_What needs to be done_.
Gather every line in the records below that contains the word "else".
────────────────
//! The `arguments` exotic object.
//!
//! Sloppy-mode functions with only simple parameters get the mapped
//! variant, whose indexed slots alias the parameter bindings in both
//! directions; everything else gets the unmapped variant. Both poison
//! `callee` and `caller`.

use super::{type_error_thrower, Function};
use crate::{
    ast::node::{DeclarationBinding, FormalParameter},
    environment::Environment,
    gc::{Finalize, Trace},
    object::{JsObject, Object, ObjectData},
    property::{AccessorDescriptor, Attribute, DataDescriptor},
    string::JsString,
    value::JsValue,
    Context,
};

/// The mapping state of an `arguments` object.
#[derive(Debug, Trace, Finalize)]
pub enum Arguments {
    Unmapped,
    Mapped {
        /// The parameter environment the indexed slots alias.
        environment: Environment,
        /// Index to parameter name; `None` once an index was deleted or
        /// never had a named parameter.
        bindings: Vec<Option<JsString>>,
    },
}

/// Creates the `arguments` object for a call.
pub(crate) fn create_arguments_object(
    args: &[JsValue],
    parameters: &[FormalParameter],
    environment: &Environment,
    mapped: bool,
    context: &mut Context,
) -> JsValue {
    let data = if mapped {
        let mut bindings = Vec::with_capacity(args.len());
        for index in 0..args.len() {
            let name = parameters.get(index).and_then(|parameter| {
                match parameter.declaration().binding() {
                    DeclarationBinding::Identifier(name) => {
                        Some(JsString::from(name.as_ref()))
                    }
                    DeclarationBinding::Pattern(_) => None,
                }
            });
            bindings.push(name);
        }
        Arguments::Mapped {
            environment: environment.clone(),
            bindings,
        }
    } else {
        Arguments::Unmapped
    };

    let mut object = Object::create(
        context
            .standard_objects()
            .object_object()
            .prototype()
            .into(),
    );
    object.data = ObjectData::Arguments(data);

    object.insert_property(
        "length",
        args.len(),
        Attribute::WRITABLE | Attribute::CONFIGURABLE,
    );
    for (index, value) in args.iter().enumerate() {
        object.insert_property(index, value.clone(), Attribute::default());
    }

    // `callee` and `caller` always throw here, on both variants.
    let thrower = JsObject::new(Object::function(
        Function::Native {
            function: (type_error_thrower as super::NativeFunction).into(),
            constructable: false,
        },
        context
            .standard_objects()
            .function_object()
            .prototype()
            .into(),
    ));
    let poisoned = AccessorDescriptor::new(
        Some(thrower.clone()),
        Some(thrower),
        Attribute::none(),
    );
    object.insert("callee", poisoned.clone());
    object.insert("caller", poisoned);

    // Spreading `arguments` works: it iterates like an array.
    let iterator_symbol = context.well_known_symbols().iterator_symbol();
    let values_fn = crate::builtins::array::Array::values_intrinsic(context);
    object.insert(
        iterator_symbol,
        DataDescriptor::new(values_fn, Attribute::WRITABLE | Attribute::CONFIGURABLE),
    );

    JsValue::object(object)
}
────────────────
_Answer space_.
//! directions; everything else gets the unmapped variant. Both poison
    } else {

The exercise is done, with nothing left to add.